Le séminaire c’est bien passé. Il y avait, enfin des camarades de son âge, avec qui il pouvait jouer et exercer son caractère jovial et sociable. A l’issu du petit séminaire, toutefois, il n’est pas devenu curé. Il n’avait pas cette vocation. Il est devenu chauffeur de poids – lourds, tout en restant paysan.
Les temps changent
Le 6 février 1934, il était à Cazaux-Debat, dans le grenier des Rey, avec Bertrand Rey. Ce dernier venait de recevoir de la Manufacture de Saint Etienne une paire de skis, et ils s’étaient installés avec le poste TSF pour reproduire, à partir de ce modèle unique et novateur pour eux, d’autres paires de skis. C’est ainsi qu’ils ont suivi les évènements de cette journée mémorable, la manifestation des ligues d’extrême droite aux prises avec les forces de l’ordre les empêchant de pénétrer dans l’assemblée nationale.

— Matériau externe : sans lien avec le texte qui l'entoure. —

//! Configuration for the consent core.
//!
//! Every field has a default from [`crate::constants`], so an empty TOML
//! document is a valid configuration. A deployment typically only sets the
//! analytics measurement id and the policy page URL:
//!
//! ```toml
//! storage_key = "fh_cookie_consent"
//!
//! [analytics]
//! measurement_id = "G-WXFB5L04Y8"
//! cookie_prefixes = ["_ga"]
//! cookie_names = ["_gid", "_gat"]
//!
//! [banner]
//! show_delay_ms = 800
//! hide_delay_ms = 400
//! policy_url = "cookies.html"
//! ```

use anyhow::{Context, Result};
use serde::Deserialize;
use std::fs;
use std::path::Path;
use std::time::Duration;

use crate::constants;
use crate::error::Error;

/// Result of configuration validation.
#[derive(Debug, Default)]
pub struct ValidationResult {
    /// Non-fatal warnings that should be logged but don't prevent operation.
    pub warnings: Vec<String>,
}

impl ValidationResult {
    /// Returns true if there are any warnings.
    #[must_use]
    pub fn has_warnings(&self) -> bool {
        !self.warnings.is_empty()
    }
}

/// Root configuration.
#[derive(Debug, Clone, PartialEq, Eq, Deserialize)]
#[serde(default)]
pub struct ConsentConfig {
    /// Key of the persisted consent entry.
    pub storage_key: String,
    pub analytics: AnalyticsConfig,
    pub banner: BannerConfig,
}

impl Default for ConsentConfig {
    fn default() -> Self {
        Self {
            storage_key: constants::STORAGE_KEY.to_string(),
            analytics: AnalyticsConfig::default(),
            banner: BannerConfig::default(),
        }
    }
}

/// Analytics loader and the cookies it owns.
#[derive(Debug, Clone, PartialEq, Eq, Deserialize)]
#[serde(default)]
pub struct AnalyticsConfig {
    pub measurement_id: String,
    pub loader_base: String,
    /// Cookies whose name starts with one of these are purged on refusal.
    pub cookie_prefixes: Vec<String>,
    /// Cookies with exactly one of these names are purged on refusal.
    pub cookie_names: Vec<String>,
}

impl Default for AnalyticsConfig {
    fn default() -> Self {
        Self {
            measurement_id: constants::ANALYTICS_MEASUREMENT_ID.to_string(),
            loader_base: constants::ANALYTICS_LOADER_BASE.to_string(),
            cookie_prefixes: to_strings(constants::ANALYTICS_COOKIE_PREFIXES),
            cookie_names: to_strings(constants::ANALYTICS_COOKIE_NAMES),
        }
    }
}

/// Banner timing and links.
#[derive(Debug, Clone, PartialEq, Eq, Deserialize)]
#[serde(default)]
pub struct BannerConfig {
    pub show_delay_ms: u64,
    pub hide_delay_ms: u64,
    pub policy_url: String,
}

impl Default for BannerConfig {
    fn default() -> Self {
        Self {
            show_delay_ms: constants::BANNER_SHOW_DELAY_MS,
            hide_delay_ms: constants::BANNER_HIDE_DELAY_MS,
            policy_url: constants::COOKIE_POLICY_URL.to_string(),
        }
    }
}

impl BannerConfig {
    /// Delay between injecting the banner and revealing it.
    pub fn show_delay(&self) -> Duration {
        Duration::from_millis(self.show_delay_ms)
    }

    /// Delay between the exit transition and removing the banner from layout.
    pub fn hide_delay(&self) -> Duration {
        Duration::from_millis(self.hide_delay_ms)
    }
}

fn to_strings(values: &[&str]) -> Vec<String> {
    values.iter().map(|v| (*v).to_string()).collect()
}

impl ConsentConfig {
    /// Parse configuration from TOML text.
    ///
    /// # Errors
    ///
    /// Returns an error if the text is not valid TOML or a field has the wrong type.
    pub fn from_toml_str(content: &str) -> Result<Self> {
        toml::from_str(content).context("Failed to parse consent config")
    }

    /// Load configuration from the specified path.
    ///
    /// # Errors
    ///
    /// Returns an error if:
    /// - The file cannot be read (IO error)
    /// - The file contains invalid TOML syntax
    /// - A field has an invalid type
    pub fn load_from<P: AsRef<Path>>(path: P) -> Result<Self> {
        let path = path.as_ref();
        let content = fs::read_to_string(path)
            .with_context(|| format!("Failed to read config file: {}", path.display()))?;

        toml::from_str(&content)
            .with_context(|| format!("Failed to parse config file: {}", path.display()))
    }

    /// Validate configuration.
    ///
    /// Returns a `ValidationResult` containing any non-fatal warnings.
    ///
    /// # Errors
    ///
    /// Returns [`Error::Config`] listing every problem found:
    /// - Empty storage key
    /// - Empty measurement id or loader URL
    /// - No cookie prefixes or names to purge
    pub fn validate(&self) -> crate::error::Result<ValidationResult> {
        let mut errors = Vec::new();
        let mut warnings = Vec::new();

        if self.storage_key.trim().is_empty() {
            errors.push("storage_key cannot be empty".to_string());
        }

        let analytics = &self.analytics;
        if analytics.measurement_id.trim().is_empty() {
            errors.push("analytics.measurement_id cannot be empty".to_string());
        } else if !analytics.measurement_id.starts_with("G-") {
            warnings.push(format!(
                "analytics.measurement_id '{}' does not look like a measurement id (expected 'G-...')",
                analytics.measurement_id
            ));
        }

        if analytics.loader_base.trim().is_empty() {
            errors.push("analytics.loader_base cannot be empty".to_string());
        } else if !analytics.loader_base.starts_with("https://") {
            warnings.push(format!(
                "analytics.loader_base '{}' is not served over https",
                analytics.loader_base
            ));
        }

        let has_matcher = analytics
            .cookie_prefixes
            .iter()
            .chain(&analytics.cookie_names)
            .any(|m| !m.trim().is_empty());
        if !has_matcher {
            errors.push(
                "analytics.cookie_prefixes and analytics.cookie_names are both empty; \
                 refusing analytics would purge nothing"
                    .to_string(),
            );
        }

        if self.banner.show_delay_ms == 0 {
            warnings.push(
                "banner.show_delay_ms is 0; the banner will appear without its entry transition"
                    .to_string(),
            );
        }

        if errors.is_empty() {
            Ok(ValidationResult { warnings })
        } else {
            Err(Error::Config(errors.join("; ")))
        }
    }
}

#[cfg(test)]
mod tests {
    use super::*;
    use tempfile::TempDir;

    #[test]
    fn test_empty_document_uses_defaults() {
        let config = ConsentConfig::from_toml_str("").unwrap();
        assert_eq!(config, ConsentConfig::default());
        assert_eq!(config.storage_key, "fh_cookie_consent");
        assert_eq!(config.analytics.measurement_id, "G-WXFB5L04Y8");
        assert_eq!(config.banner.show_delay(), Duration::from_millis(800));
        assert_eq!(config.banner.hide_delay(), Duration::from_millis(400));
    }

    #[test]
    fn test_partial_override() {
        let config = ConsentConfig::from_toml_str(
            r#"
            [analytics]
            measurement_id = "G-TEST123"

            [banner]
            policy_url = "/privacy"
            "#,
        )
        .unwrap();

        assert_eq!(config.analytics.measurement_id, "G-TEST123");
        assert_eq!(config.analytics.cookie_names, vec!["_gid", "_gat"]);
        assert_eq!(config.banner.policy_url, "/privacy");
        assert_eq!(config.banner.show_delay_ms, 800);
    }

    #[test]
    fn test_invalid_type_is_an_error() {
        let result = ConsentConfig::from_toml_str("[banner]\nshow_delay_ms = \"soon\"");
        assert!(result.is_err());
    }

    #[test]
    fn test_load_from_file() {
        let tmp = TempDir::new().unwrap();
        let path = tmp.path().join("consent.toml");
        fs::write(&path, "storage_key = \"consent_v2\"\n").unwrap();

        let config = ConsentConfig::load_from(&path).unwrap();
        assert_eq!(config.storage_key, "consent_v2");
    }

    #[test]
    fn test_load_from_missing_file() {
        let err = ConsentConfig::load_from("/nonexistent/consent.toml").unwrap_err();
        assert!(err.to_string().contains("Failed to read config file"));
    }

    #[test]
    fn test_default_config_is_valid() {
        let result = ConsentConfig::default().validate().unwrap();
        assert!(!result.has_warnings());
    }

    #[test]
    fn test_validate_collects_errors() {
        let mut config = ConsentConfig::default();
        config.storage_key = String::new();
        config.analytics.measurement_id = " ".to_string();
        config.analytics.cookie_prefixes.clear();
        config.analytics.cookie_names.clear();

        let err = config.validate().unwrap_err().to_string();
        assert!(err.contains("storage_key cannot be empty"));
        assert!(err.contains("measurement_id cannot be empty"));
        assert!(err.contains("would purge nothing"));
    }

    #[test]
    fn test_validate_warnings() {
        let mut config = ConsentConfig::default();
        config.analytics.measurement_id = "UA-1234".to_string();
        config.banner.show_delay_ms = 0;

        let result = config.validate().unwrap();
        assert_eq!(result.warnings.len(), 2);
    }
}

La modernité arrivait à Cazaux-Debat, et à travers elle, des évènements qui allaient bouleverser la vie de Jean Bégué comme de millions d’autres européens et êtres humains sur la planète.
Au printemps 1938, la guerre a envahit les vallées. 4000 réfugiés espagnols passés par les cols de la vallée d’Aure arrivaient dans la région d’Arreau. Ils firent également passer un troupeau de milliers de têtes de bétail. Les habitants des vallées furent mis à contribution. C’était un contexte particulier. Il y a toujours eu des relations avec les habitants situés « tras los montes », et en même temps, ces relations étaient souvent faites de rivalités. Pendant longtemps, les habitants des vallées françaises partaient en Aragon pour faire les récoltes. Puis, les relations se sont inversées. Les espagnols, les aragonais, étaient surnommés « les chicous », ceux qui crachent. Au printemps, ils venaient au marché d’Arreau pour louer leur fils comme berger pour l’été. Comment été perçu la guerre d’Espagne, dans les vallées d’Aure et du Louron ? C’est difficile à dire. La population devait être divisée. Dans la vallée du Louron, le docteur Mounicq avait battu aux élections cantonales le candidat du Front populaire. Jean Bégué nous a rapporté une initiative qui a sans doute fait basculer l’ensemble de la population en faveur des réfugiés : l’évêque de Lourdes, Monseigneur Choquet, s’est rendu à la rencontre des réfugiés à Fabian, dans la vallée d’Aure, et il a mis les ambulances de Lourdes au service de ces réfugiés civils et militaires qui combattaient l’Eglise en Espagne, avec parfois une sauvagerie certaine. Cette initiative, et toute les initiatives prises alors, l’aide apportée par les docteurs Marquié et Mounicq, par les gendarmes, ont sans doute joué un rôle important sur le sens de l’hospitalité dont la population a fait preuve plus tard, pendant la guerre.
En 1936, Jean Bégué partait au service militaire : le régiment des hussards, à Tarbes. Comme il n’aimait pas les chevaux, et qu’il était conducteur poids lourd, il est devenu motocycliste. Il devait être démobilisé en 1945.